You can catch Marios Schwab in conversation with Daniel F. Herrmann on Wednesday 24th November. Click here for more details.


Erdem, troche illustrated by Katie Walters

The Whitechapel Gallery is, page this month, page hosting a series of talks which see a host of London-based fashion designers in conversation with curator Kirsty Ogg. The first of these talks saw Turkish/English/Canadian designer Erdem Moralioglu take to the stage. 

Personally I’m a massive fan of Erdem and the inherent beauty he’s displayed across collection after collection. Amelia’s Magazine supported the designer since his first show, with an interview and feature in Issue 08 of the printed magazine. It’s a shame, then, that we didn’t get a ticket to his most recent show so we haven’t covered his work in a while. Yes, they probably go faster than Take That tickets, but, y’know, we’ve been on the Erdem wagon longer than it takes to correctly spell his surname.

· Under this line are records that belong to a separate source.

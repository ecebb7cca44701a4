//! librqbit embedded metadata client.
//!
//! Torrents are added paused on [`ZeroContentStorageFactory`] storage:
//! librqbit resolves the magnet over the DHT and peer wire protocol, creates
//! the storage from the info dictionary and never downloads a piece. The
//! session handle is deleted when the resolver drops the hash.

use std::collections::HashMap;
use std::path::PathBuf;
use std::sync::{Arc, Mutex, MutexGuard};

use async_trait::async_trait;
use futures::future::{BoxFuture, FutureExt, Shared};
use librqbit::api::TorrentIdOrHash;
use librqbit::storage::StorageFactoryExt;
use librqbit::{
    AddTorrent as RqbitAddTorrent, AddTorrentOptions, AddTorrentResponse, Session, SessionOptions,
};
use librqbit_core::torrent_metainfo::TorrentMetaV1Info;
use librqbit_core::Id20;
use tokio::task::AbortHandle;
use tracing::{debug, info, warn};

use super::{AddOutcome, FileEntry, MetadataClient, TorrentClientError, TorrentMetadata};
use crate::config::TorrentClientConfig;
use crate::info_hash::InfoHash;
use crate::storage::{PieceCompletion, StorageBackend, ZeroContentStorageFactory};

type MetadataFuture = Shared<BoxFuture<'static, Result<TorrentMetadata, TorrentClientError>>>;

struct InFlight {
    future: MetadataFuture,
    abort: AbortHandle,
}

/// Embedded librqbit session used only for metadata exchange.
pub struct LibrqbitMetadataClient {
    session: Arc<Session>,
    in_flight: Mutex<HashMap<InfoHash, InFlight>>,
    completion: Option<Arc<dyn PieceCompletion>>,
}

impl LibrqbitMetadataClient {
    /// Start a librqbit session from configuration.
    pub async fn new(config: &TorrentClientConfig) -> Result<Self, TorrentClientError> {
        let download_path = PathBuf::from(&config.download_path);

        if !download_path.exists() {
            std::fs::create_dir_all(&download_path).map_err(|e| {
                TorrentClientError::Startup(format!(
                    "Failed to create download directory: {}",
                    e
                ))
            })?;
        }

        let mut opts = SessionOptions::default();

        if !config.enable_dht {
            opts.disable_dht = true;
        }

        if let Some(port) = config.listen_port {
            opts.listen_port_range = Some(port..(port + 1));
        }

        opts.enable_upnp_port_forwarding = config.enable_upnp;

        info!(
            download_path = %download_path.display(),
            dht_enabled = !opts.disable_dht,
            upnp = config.enable_upnp,
            "Initializing librqbit session"
        );

        let session = Session::new_with_opts(download_path, opts)
            .await
            .map_err(|e| {
                TorrentClientError::Startup(format!(
                    "Failed to initialize librqbit session: {}",
                    e
                ))
            })?;

        if let Some(port) = session.tcp_listen_port() {
            info!(port = port, "librqbit listening on TCP port");
        }

        Ok(Self {
            session,
            in_flight: Mutex::new(HashMap::new()),
            completion: None,
        })
    }

    /// Piece completion store for [`StorageBackend::DatabaseCompletion`].
    pub fn with_completion(mut self, completion: Arc<dyn PieceCompletion>) -> Self {
        self.completion = Some(completion);
        self
    }

    /// Abort every in-flight fetch and stop the session.
    pub async fn shutdown(&self) {
        if let Ok(mut in_flight) = self.in_flight.lock() {
            for (_, entry) in in_flight.drain() {
                entry.abort.abort();
            }
        }
        self.session.stop().await;
        info!("librqbit session stopped");
    }

    /// Number of hashes with a live handle.
    pub fn in_flight_count(&self) -> usize {
        self.in_flight.lock().map(|m| m.len()).unwrap_or(0)
    }

    fn lock_in_flight(
        &self,
    ) -> Result<MutexGuard<'_, HashMap<InfoHash, InFlight>>, TorrentClientError> {
        self.in_flight
            .lock()
            .map_err(|e| TorrentClientError::Internal(format!("in-flight map poisoned: {}", e)))
    }

    fn start_fetch(
        &self,
        info_hash: &InfoHash,
        storage: ZeroContentStorageFactory,
    ) -> Result<AddOutcome, TorrentClientError> {
        let mut in_flight = self.lock_in_flight()?;
        if in_flight.contains_key(info_hash) {
            return Ok(AddOutcome::AlreadyManaged);
        }

        let session = self.session.clone();
        let hash = *info_hash;
        let task = tokio::spawn(fetch_metadata(session, hash, storage));
        let abort = task.abort_handle();

        let future = async move {
            match task.await {
                Ok(result) => result,
                Err(e) if e.is_cancelled() => Err(TorrentClientError::Cancelled(hash.to_hex())),
                Err(e) => Err(TorrentClientError::Internal(format!(
                    "metadata task ended: {}",
                    e
                ))),
            }
        }
        .boxed()
        .shared();

        in_flight.insert(hash, InFlight { future, abort });
        debug!(info_hash = %hash, "Started metadata fetch");

        Ok(AddOutcome::Added)
    }

    /// Remove the session's torrent for a hash, if one was added.
    async fn release(&self, info_hash: &InfoHash) {
        let id = TorrentIdOrHash::Hash(Id20::new(*info_hash.as_bytes()));
        if self.session.get(id).is_none() {
            return;
        }
        if let Err(e) = self.session.delete(id, false).await {
            warn!(info_hash = %info_hash, error = %e, "Failed to delete torrent from session");
        }
    }
}

async fn fetch_metadata(
    session: Arc<Session>,
    info_hash: InfoHash,
    storage: ZeroContentStorageFactory,
) -> Result<TorrentMetadata, TorrentClientError> {
    let opts = AddTorrentOptions {
        paused: true,
        storage_factory: Some(storage.boxed()),
        ..Default::default()
    };

    let response = session
        .add_torrent(RqbitAddTorrent::from_url(info_hash.magnet_uri()), Some(opts))
        .await
        .map_err(|e| TorrentClientError::ApiError(format!("Failed to fetch metadata: {}", e)))?;

    let handle = match response {
        AddTorrentResponse::Added(_, handle) | AddTorrentResponse::AlreadyManaged(_, handle) => {
            handle
        }
        AddTorrentResponse::ListOnly(_) => {
            return Err(TorrentClientError::ApiError(
                "Torrent was listed instead of added".to_string(),
            ));
        }
    };

    handle
        .with_metadata(|metadata| metadata_from_info(info_hash, &metadata.info))
        .map_err(|e| TorrentClientError::InvalidTorrent(e.to_string()))
}

/// Convert a parsed info dictionary. File paths are prefixed with the name.
fn metadata_from_info<B: AsRef<[u8]>>(
    info_hash: InfoHash,
    info: &TorrentMetaV1Info<B>,
) -> TorrentMetadata {
    let name = info.name.as_ref().map(|b| bytes_to_string(b.as_ref()));

    let files = match info.files {
        Some(ref files) => {
            let mut entries = Vec::with_capacity(files.len());
            for file in files {
                let mut parts: Vec<String> = name.iter().cloned().collect();
                for part in &file.path {
                    parts.push(bytes_to_string(part.as_ref()));
                }
                entries.push(FileEntry {
                    path: parts.join("/"),
                    length: file.length,
                });
            }
            entries
        }
        None => Vec::new(),
    };

    assemble_metadata(info_hash, name, files, info.length)
}

/// Build metadata from info dictionary fields.
///
/// Length is the single-file length or the sum of the files.
fn assemble_metadata(
    info_hash: InfoHash,
    name: Option<String>,
    files: Vec<FileEntry>,
    single_file_length: Option<u64>,
) -> TorrentMetadata {
    let length = single_file_length.unwrap_or_else(|| files.iter().map(|f| f.length).sum());
    TorrentMetadata {
        info_hash,
        name,
        length,
        files,
    }
}

/// Convert bytes to a UTF-8 string, replacing invalid sequences.
fn bytes_to_string(bytes: &[u8]) -> String {
    match std::str::from_utf8(bytes) {
        Ok(s) => s.to_string(),
        Err(_) => String::from_utf8_lossy(bytes).into_owned(),
    }
}

#[async_trait]
impl MetadataClient for LibrqbitMetadataClient {
    fn name(&self) -> &str {
        "librqbit"
    }

    async fn add_torrent(
        &self,
        info_hash: &InfoHash,
        storage: StorageBackend,
    ) -> Result<AddOutcome, TorrentClientError> {
        let factory = storage
            .storage_factory(self.completion.clone())
            .map_err(|e| TorrentClientError::UnsupportedStorage(format!("{:?}: {}", storage, e)))?;
        self.start_fetch(info_hash, factory)
    }

    async fn wait_for_metadata(
        &self,
        info_hash: &InfoHash,
    ) -> Result<TorrentMetadata, TorrentClientError> {
        let future = {
            let in_flight = self.lock_in_flight()?;
            in_flight.get(info_hash).map(|entry| entry.future.clone())
        };

        match future {
            Some(future) => future.await,
            None => Err(TorrentClientError::TorrentNotFound(info_hash.to_hex())),
        }
    }

    async fn drop_torrent(&self, info_hash: &InfoHash) -> Result<(), TorrentClientError> {
        let removed = self.lock_in_flight()?.remove(info_hash);
        if let Some(entry) = removed {
            entry.abort.abort();
            self.release(info_hash).await;
            debug!(info_hash = %info_hash, "Dropped metadata handle");
        }
        Ok(())
    }
}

Above: Erdem S/S 2011 Below: Erdem S/S 2010, illustrated by Michelle Urvall Nyrén

After a warm introduction from Elle‘s fashion director Anne-Marie Curtis, who thanked Erdem for her wedding dress (cringe), the conversation began, as these things tend to, rather awkwardly. We got a brief synopsis of Erdem the man so far – he relayed stories from his childhood, described his Virgin Suicides-esque hometown and discussed his fascination with right and wrong. He’s a man after my own heart who has always been fascinated by women and the impact that fashion has on their lives. The contrast of cultures – a Turkish father, an English mother, a Canadian upbringing – has had a massive impact on the designer’s work and life. He has always been obsessed by reality, fantasy and femininity.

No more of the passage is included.